#2022

Subindo de Barbès para Montmartre, há ruas pequenas, poucos carros, buracos na estrada, sentidos únicos e nem um arranha-céus. ‘Chamamos aldeia a Montmartre porque antes era verdadeiramente uma aldeia’, explica-nos o presidente do gabinete de turismo de Montmartre, Alain Leiblang. […] Antes de Montmartre ser anexado a Paris e de a Basílica do Sacré-Coeur ser construída (entre 1871 e 1914), as gentes de Paris e de fora saíam para ali para se divertirem, culpa do vinho barato e da garantia de diversão.

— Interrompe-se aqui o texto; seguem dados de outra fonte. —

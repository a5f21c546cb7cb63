//! Configuration with layered resolution using figment.
//!
//! Resolution order (highest priority last):
//! 1. User config: `~/.config/strata/config.toml` (XDG) or platform config dir
//! 2. Project config: `.strata.toml`
//! 3. Environment variables: `STRATA_*`, sections separated by `__`
//!    (e.g. `STRATA_CAMERA__LERP_FACTOR=0.2`)
//!
//! Every key is optional. Missing keys fall back to the defaults below, which
//! are the tuned policy constants of the viewer.
//!
//! # Example
//!
//! ```toml
//! [layout]
//! rank_spacing = 6.0
//!
//! [graph]
//! placeholder_children = ["Alpha", "Beta", "Gamma"]
//!
//! [navigation]
//! max_depth = 8
//! drill_motion = "ride"
//!
//! [camera]
//! flythrough_duration_ms = 1500
//! ```

use std::ops::Deref;

use figment::{
    providers::{Env, Format, Toml},
    Figment,
};
use serde::{Deserialize, Serialize};

/// Boxed wrapper for figment::Error to reduce Result size on the stack.
#[derive(Debug)]
pub struct ConfigError(Box<figment::Error>);

impl Deref for ConfigError {
    type Target = figment::Error;

    fn deref(&self) -> &Self::Target {
        &self.0
    }
}

impl std::fmt::Display for ConfigError {
    fn fmt(&self, f: &mut std::fmt::Formatter<'_>) -> std::fmt::Result {
        self.0.fmt(f)
    }
}

impl std::error::Error for ConfigError {
    fn source(&self) -> Option<&(dyn std::error::Error + 'static)> {
        self.0.source()
    }
}

impl From<figment::Error> for ConfigError {
    fn from(err: figment::Error) -> Self {
        Self(Box::new(err))
    }
}

/// Root configuration structure.
#[derive(Debug, Clone, Default, Deserialize, Serialize)]
#[serde(default)]
pub struct Config {
    pub layout: LayoutConfig,
    pub graph: GraphConfig,
    pub navigation: NavigationConfig,
    pub camera: CameraConfig,
    pub viewer: ViewerConfig,
}

/// Rank layout spacing.
#[derive(Debug, Clone, Deserialize, Serialize)]
#[serde(default)]
pub struct LayoutConfig {
    /// Distance along x between consecutive ranks.
    pub rank_spacing: f32,
    /// Distance along z between nodes sharing a rank.
    pub node_spacing: f32,
    /// Relaxation pass cap. Cyclic edge sets freeze here.
    pub max_iterations: usize,
}

impl Default for LayoutConfig {
    fn default() -> Self {
        Self {
            rank_spacing: 5.0,
            node_spacing: 3.0,
            max_iterations: 100,
        }
    }
}

/// Layer nesting parameters.
#[derive(Debug, Clone, Deserialize, Serialize)]
#[serde(default)]
pub struct GraphConfig {
    /// Vertical drop between a layer and its sub-layers.
    pub layer_separation: f32,
    /// Labels of chained nodes seeded into every freshly created sub-layer.
    pub placeholder_children: Vec<String>,
}

impl Default for GraphConfig {
    fn default() -> Self {
        Self {
            layer_separation: 20.0,
            placeholder_children: Vec::new(),
        }
    }
}

/// Camera motion used when drilling into a sub-layer.
#[derive(Debug, Clone, Copy, Default, PartialEq, Eq, Deserialize, Serialize, clap::ValueEnum)]
#[serde(rename_all = "snake_case")]
pub enum DrillMotion {
    /// Curved flight through the focused node.
    #[default]
    Flythrough,
    /// Straight exponential ease to the destination.
    Transition,
    /// Extend the master path and let the wheel drive the camera.
    Ride,
}

/// Navigation stack policy.
#[derive(Debug, Clone, Deserialize, Serialize)]
#[serde(default)]
pub struct NavigationConfig {
    /// Maximum number of nested drill-downs.
    pub max_depth: usize,
    /// Camera-to-target distance above which the viewer pops a layer.
    pub zoom_out_threshold: f32,
    pub drill_motion: DrillMotion,
    /// Height of the drill destination eye above the sub-layer.
    pub view_offset_up: f32,
    /// Distance of the drill destination eye behind the focused node.
    pub view_offset_back: f32,
    /// Camera motion progress at which the layer content swaps.
    pub swap_at: f32,
    /// Per-tick opacity easing while a layer fades in.
    pub fade_rate: f32,
    /// Opacity of a hover-previewed sub-layer.
    pub preview_opacity: f32,
}

impl Default for NavigationConfig {
    fn default() -> Self {
        Self {
            max_depth: 12,
            zoom_out_threshold: 60.0,
            drill_motion: DrillMotion::default(),
            view_offset_up: 20.0,
            view_offset_back: 20.0,
            swap_at: 0.5,
            fade_rate: 0.1,
            preview_opacity: 0.5,
        }
    }
}

/// Camera motion constants.
#[derive(Debug, Clone, Deserialize, Serialize)]
#[serde(default)]
pub struct CameraConfig {
    pub start_position: [f32; 3],
    pub start_target: [f32; 3],
    /// Per-tick interpolation factor of linear transitions.
    pub lerp_factor: f32,
    /// Distance under which a transition counts as arrived.
    pub stopping_threshold: f32,
    pub flythrough_duration_ms: u64,
    /// Per-tick interpolation of the look-at target during a fly-through.
    pub flythrough_target_lerp: f32,
    /// Progress offset sampled ahead of the rider to aim the camera.
    pub ride_lookahead: f32,
    /// Height of the rider's eye above the path.
    pub ride_eye_lift: f32,
    /// Ride progress per unit of wheel delta.
    pub ride_sensitivity: f32,
    /// Height of the bulge of each drill segment on the master path.
    pub transition_curviness: f32,
    /// Fraction of pending orbit input applied per tick.
    pub damping_factor: f32,
    /// Distance scale per wheel notch while orbiting.
    pub zoom_step: f32,
    pub min_distance: f32,
    pub max_distance: f32,
    /// Pan distance per tick while a movement key is held.
    pub pan_speed: f32,
    /// Radians of orbit per pixel of drag.
    pub orbit_sensitivity: f32,
}

impl Default for CameraConfig {
    fn default() -> Self {
        Self {
            start_position: [0.0, 30.0, 40.0],
            start_target: [0.0, 0.0, 0.0],
            lerp_factor: 0.15,
            stopping_threshold: 0.1,
            flythrough_duration_ms: 2000,
            flythrough_target_lerp: 0.1,
            ride_lookahead: 0.02,
            ride_eye_lift: 0.5,
            ride_sensitivity: 0.0005,
            transition_curviness: 10.0,
            damping_factor: 0.05,
            zoom_step: 0.95,
            min_distance: 2.0,
            max_distance: 100.0,
            pan_speed: 0.5,
            orbit_sensitivity: 0.01,
        }
    }
}

/// Window settings for the 3D viewer.
#[derive(Debug, Clone, Deserialize, Serialize)]
#[serde(default)]
pub struct ViewerConfig {
    pub title: String,
    pub width: f32,
    pub height: f32,
    /// Seed of the demo graph shown when no scene file is given.
    pub demo_seed: u64,
}

impl Default for ViewerConfig {
    fn default() -> Self {
        Self {
            title: "Strata DAG Visualizer".to_string(),
            width: 1280.0,
            height: 720.0,
            demo_seed: 7,
        }
    }
}

impl Config {
    /// Load config with layered resolution (user → project → env).
    pub fn load() -> Result<Self, ConfigError> {
        Self::figment().extract().map_err(ConfigError::from)
    }

    /// The layered figment backing [`Config::load`].
    pub fn figment() -> Figment {
        let user_config = Self::user_config_path();

        Figment::new()
            // Layer 1: User config (lowest priority)
            .merge(Toml::file(user_config))
            // Layer 2: Project config
            .merge(Toml::file(".strata.toml"))
            // Layer 3: Environment variables (highest priority)
            .merge(Env::prefixed("STRATA_").split("__"))
    }

    /// User config path: ~/.config/strata/config.toml (XDG) or platform config dir.
    fn user_config_path() -> std::path::PathBuf {
        // Prefer XDG config location (~/.config) on all platforms
        if let Some(home) = dirs::home_dir() {
            let xdg_path = home.join(".config").join("strata").join("config.toml");
            if xdg_path.exists() {
                return xdg_path;
            }
        }
        // Fall back to platform-specific config dir
        dirs::config_dir()
            .map(|p| p.join("strata").join("config.toml"))
            .unwrap_or_default()
    }
}

#[cfg(test)]
mod tests {
    use super::*;
    use serial_test::serial;

    #[test]
    fn test_defaults_match_policy_constants() {
        let config = Config::default();
        assert_eq!(config.layout.rank_spacing, 5.0);
        assert_eq!(config.layout.max_iterations, 100);
        assert_eq!(config.navigation.max_depth, 12);
        assert_eq!(config.navigation.zoom_out_threshold, 60.0);
        assert_eq!(config.camera.stopping_threshold, 0.1);
        assert_eq!(config.camera.flythrough_duration_ms, 2000);
        assert_eq!(config.navigation.drill_motion, DrillMotion::Flythrough);
    }

    #[test]
    fn test_partial_toml_keeps_defaults() {
        let config: Config = Figment::new()
            .merge(Toml::string(
                r#"
                [layout]
                rank_spacing = 8.0

                [navigation]
                drill_motion = "ride"
                "#,
            ))
            .extract()
            .unwrap();

        assert_eq!(config.layout.rank_spacing, 8.0);
        assert_eq!(config.layout.node_spacing, 3.0);
        assert_eq!(config.navigation.drill_motion, DrillMotion::Ride);
        assert_eq!(config.navigation.max_depth, 12);
    }

    #[test]
    #[serial]
    fn test_env_overrides_nested_keys() {
        std::env::set_var("STRATA_CAMERA__LERP_FACTOR", "0.25");
        let config: Config = Figment::new()
            .merge(Env::prefixed("STRATA_").split("__"))
            .extract()
            .unwrap();
        std::env::remove_var("STRATA_CAMERA__LERP_FACTOR");

        assert_eq!(config.camera.lerp_factor, 0.25);
        assert_eq!(config.camera.pan_speed, 0.5);
    }
}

Havia casas simples, ninguém queria morar ali, ‘mas muitos artistas vinham para cá, porque não tinham dinheiro e aqui não ficava assim tão caro’. ‘E quando queriam comer ou beber, pagavam com quadros’, diz Alain. […] Os caminhos por onde passearam Picasso, Van Gogh, Renoir e Monet são muito mais calmos do que os do centro da capital, ainda que aqui esteja o terceiro monumento mais visitado de Paris. […] Prova de que o empreendedorismo não é de agora, alguns proprietários de moinhos em Montmartre que já não produziam farinha decidiram no século XIX transformá-los em cabarets, começando a marcar o lado boémio desta banda da capital. Comia, bebia-se, dançava-se.